Note each line of the listing that contains the string "info", and copy it.

### Extracted material

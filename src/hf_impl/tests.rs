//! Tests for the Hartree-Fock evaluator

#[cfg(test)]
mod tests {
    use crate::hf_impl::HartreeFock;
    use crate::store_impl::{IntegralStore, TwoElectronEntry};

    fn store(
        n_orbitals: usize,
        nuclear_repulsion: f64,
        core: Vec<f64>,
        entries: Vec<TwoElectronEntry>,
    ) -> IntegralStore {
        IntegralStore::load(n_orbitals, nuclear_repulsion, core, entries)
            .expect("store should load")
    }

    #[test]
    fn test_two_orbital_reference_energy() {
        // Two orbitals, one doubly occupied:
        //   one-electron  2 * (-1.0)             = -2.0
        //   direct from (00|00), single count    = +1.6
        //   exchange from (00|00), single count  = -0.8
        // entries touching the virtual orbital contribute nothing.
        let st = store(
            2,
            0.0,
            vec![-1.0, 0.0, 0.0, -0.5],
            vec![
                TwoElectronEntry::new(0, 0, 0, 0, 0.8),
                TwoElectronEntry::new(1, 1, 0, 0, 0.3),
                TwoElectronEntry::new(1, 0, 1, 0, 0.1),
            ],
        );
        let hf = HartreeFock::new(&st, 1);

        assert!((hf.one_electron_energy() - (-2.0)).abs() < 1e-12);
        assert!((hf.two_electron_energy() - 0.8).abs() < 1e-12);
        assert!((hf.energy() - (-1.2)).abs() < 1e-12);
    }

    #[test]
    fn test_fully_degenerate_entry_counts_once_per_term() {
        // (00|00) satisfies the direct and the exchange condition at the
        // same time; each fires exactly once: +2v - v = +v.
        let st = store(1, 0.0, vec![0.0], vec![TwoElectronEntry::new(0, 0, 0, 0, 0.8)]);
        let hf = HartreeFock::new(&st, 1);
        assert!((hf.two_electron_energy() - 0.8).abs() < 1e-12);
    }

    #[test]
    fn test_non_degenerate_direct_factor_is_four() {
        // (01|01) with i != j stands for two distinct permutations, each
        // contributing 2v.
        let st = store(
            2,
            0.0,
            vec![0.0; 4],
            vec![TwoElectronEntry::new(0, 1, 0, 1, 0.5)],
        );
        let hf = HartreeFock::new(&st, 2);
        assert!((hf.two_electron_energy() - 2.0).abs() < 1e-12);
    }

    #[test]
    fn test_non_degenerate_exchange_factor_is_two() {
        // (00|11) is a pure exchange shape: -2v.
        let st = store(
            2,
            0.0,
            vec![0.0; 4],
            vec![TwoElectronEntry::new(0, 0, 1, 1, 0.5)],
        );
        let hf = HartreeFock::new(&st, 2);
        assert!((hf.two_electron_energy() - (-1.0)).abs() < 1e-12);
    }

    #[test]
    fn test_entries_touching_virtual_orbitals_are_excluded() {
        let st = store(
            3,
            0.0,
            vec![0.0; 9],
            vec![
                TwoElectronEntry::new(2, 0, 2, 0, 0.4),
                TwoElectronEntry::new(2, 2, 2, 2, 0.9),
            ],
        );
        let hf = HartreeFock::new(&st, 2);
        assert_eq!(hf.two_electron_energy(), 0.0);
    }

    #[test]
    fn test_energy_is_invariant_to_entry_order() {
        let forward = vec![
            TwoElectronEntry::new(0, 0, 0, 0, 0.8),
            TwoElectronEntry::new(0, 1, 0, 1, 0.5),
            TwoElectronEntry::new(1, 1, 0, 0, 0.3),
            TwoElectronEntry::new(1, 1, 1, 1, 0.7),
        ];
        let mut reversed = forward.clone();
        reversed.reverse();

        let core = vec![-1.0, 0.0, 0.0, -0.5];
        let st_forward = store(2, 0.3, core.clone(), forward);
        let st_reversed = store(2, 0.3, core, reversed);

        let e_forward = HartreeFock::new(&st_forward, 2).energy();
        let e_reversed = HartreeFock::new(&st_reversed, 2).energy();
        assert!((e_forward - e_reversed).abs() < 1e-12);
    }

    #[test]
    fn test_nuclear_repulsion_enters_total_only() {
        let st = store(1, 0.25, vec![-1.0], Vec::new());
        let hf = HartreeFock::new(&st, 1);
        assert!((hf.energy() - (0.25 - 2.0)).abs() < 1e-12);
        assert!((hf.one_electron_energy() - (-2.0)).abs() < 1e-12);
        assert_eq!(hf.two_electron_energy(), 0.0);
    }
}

######
### Extracted material

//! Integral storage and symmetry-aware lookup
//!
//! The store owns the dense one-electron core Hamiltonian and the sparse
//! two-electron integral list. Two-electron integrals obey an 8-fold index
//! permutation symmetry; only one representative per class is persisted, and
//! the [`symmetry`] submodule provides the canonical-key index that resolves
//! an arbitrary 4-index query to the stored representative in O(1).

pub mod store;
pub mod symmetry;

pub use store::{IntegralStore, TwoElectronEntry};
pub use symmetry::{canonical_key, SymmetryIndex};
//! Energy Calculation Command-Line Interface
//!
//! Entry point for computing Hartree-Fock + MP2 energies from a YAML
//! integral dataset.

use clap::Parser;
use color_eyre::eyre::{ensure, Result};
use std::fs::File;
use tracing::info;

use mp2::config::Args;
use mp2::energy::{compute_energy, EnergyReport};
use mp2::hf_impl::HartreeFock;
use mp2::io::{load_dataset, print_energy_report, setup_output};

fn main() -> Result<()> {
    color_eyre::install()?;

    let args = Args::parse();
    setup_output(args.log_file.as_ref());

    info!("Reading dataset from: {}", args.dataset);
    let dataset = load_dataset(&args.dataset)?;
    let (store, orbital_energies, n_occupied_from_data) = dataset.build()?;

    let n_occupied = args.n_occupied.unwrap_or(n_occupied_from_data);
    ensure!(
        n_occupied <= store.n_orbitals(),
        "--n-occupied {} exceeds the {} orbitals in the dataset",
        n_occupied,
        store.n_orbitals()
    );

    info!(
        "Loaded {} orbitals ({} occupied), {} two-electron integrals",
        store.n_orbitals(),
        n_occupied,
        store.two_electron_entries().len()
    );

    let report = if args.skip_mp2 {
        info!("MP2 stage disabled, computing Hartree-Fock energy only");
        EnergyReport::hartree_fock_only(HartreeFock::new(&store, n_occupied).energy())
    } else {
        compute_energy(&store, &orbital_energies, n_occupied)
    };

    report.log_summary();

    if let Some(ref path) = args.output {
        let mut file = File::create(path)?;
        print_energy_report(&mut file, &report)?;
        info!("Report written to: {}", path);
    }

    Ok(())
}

######

Answer:
use tracing::info;
    info!("Reading dataset from: {}", args.dataset);
    info!(
        info!("MP2 stage disabled, computing Hartree-Fock energy only");
        info!("Report written to: {}", path);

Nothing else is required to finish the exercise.